EXERCISE GOAL –
The answer must consist of every line below containing "metadata".

========================================================================

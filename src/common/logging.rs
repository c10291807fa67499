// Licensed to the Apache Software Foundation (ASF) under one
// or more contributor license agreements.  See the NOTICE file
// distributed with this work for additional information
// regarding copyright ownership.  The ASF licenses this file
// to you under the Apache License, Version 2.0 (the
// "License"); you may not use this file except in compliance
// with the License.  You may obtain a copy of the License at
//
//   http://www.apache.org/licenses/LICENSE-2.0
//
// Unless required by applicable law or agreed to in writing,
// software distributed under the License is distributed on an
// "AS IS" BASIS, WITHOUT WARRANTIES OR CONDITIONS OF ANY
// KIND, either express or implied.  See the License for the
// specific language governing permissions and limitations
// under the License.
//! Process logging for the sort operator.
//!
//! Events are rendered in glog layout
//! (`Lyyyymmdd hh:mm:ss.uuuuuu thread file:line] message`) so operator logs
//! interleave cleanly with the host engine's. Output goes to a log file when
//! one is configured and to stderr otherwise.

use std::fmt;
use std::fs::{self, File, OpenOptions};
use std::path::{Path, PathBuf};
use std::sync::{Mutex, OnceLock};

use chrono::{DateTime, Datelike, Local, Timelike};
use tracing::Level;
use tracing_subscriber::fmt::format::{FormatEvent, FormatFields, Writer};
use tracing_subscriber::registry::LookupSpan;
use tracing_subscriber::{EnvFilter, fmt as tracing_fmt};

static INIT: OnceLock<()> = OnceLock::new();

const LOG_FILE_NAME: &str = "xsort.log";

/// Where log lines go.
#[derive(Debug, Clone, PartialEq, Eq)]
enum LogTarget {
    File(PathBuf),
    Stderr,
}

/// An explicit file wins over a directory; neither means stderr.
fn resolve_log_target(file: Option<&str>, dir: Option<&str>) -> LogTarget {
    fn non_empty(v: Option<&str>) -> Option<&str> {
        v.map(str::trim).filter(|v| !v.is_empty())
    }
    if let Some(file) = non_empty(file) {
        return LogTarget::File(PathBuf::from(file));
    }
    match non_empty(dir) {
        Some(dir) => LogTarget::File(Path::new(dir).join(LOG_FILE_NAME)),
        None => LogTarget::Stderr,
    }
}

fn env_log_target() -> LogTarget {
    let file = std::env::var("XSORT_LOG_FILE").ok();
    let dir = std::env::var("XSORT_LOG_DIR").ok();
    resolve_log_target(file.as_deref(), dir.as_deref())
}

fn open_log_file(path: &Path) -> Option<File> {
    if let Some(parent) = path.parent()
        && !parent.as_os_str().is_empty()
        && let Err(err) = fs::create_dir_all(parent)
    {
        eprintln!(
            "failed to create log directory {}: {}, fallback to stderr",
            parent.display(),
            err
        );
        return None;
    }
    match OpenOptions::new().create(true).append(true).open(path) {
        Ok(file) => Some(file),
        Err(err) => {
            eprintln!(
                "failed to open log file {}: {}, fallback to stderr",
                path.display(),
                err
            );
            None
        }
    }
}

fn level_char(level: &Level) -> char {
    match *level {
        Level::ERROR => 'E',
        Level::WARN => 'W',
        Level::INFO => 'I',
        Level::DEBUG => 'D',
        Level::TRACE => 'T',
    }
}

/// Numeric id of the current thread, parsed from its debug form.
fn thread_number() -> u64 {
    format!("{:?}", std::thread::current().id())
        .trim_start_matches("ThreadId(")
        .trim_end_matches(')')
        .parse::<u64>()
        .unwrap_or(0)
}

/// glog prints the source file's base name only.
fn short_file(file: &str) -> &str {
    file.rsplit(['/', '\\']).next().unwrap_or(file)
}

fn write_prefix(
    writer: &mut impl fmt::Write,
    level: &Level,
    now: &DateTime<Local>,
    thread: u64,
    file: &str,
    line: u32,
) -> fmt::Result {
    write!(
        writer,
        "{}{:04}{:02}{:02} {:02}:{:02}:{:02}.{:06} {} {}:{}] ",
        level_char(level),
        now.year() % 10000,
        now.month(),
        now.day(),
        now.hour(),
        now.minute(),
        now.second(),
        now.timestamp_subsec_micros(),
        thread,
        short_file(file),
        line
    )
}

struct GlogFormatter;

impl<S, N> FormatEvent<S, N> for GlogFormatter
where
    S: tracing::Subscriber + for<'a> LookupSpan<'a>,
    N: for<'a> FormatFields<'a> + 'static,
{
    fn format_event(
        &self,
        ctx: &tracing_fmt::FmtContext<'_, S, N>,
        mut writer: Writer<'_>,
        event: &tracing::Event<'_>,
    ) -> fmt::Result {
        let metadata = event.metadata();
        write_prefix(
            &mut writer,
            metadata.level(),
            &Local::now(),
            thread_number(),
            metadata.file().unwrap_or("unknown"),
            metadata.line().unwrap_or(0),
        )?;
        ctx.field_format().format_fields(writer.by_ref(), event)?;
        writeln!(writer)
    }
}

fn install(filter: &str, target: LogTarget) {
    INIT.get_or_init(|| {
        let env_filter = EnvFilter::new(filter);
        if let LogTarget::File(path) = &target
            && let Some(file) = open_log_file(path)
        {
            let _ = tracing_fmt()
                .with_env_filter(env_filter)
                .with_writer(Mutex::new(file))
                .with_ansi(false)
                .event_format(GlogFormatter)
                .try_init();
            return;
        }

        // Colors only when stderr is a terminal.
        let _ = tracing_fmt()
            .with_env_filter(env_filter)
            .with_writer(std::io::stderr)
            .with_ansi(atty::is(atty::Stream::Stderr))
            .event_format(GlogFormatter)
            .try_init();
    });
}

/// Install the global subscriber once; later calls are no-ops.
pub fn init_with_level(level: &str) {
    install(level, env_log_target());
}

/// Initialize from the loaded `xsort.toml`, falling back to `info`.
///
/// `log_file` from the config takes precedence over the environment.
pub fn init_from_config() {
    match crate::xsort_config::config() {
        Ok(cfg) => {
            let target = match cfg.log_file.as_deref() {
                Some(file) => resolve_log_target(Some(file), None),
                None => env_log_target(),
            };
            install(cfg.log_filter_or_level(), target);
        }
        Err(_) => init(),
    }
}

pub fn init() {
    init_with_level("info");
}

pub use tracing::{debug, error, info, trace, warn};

========================================================================

EXPECTED ANSWER –
        let metadata = event.metadata();
            metadata.level(),
            metadata.file().unwrap_or("unknown"),
            metadata.line().unwrap_or(0),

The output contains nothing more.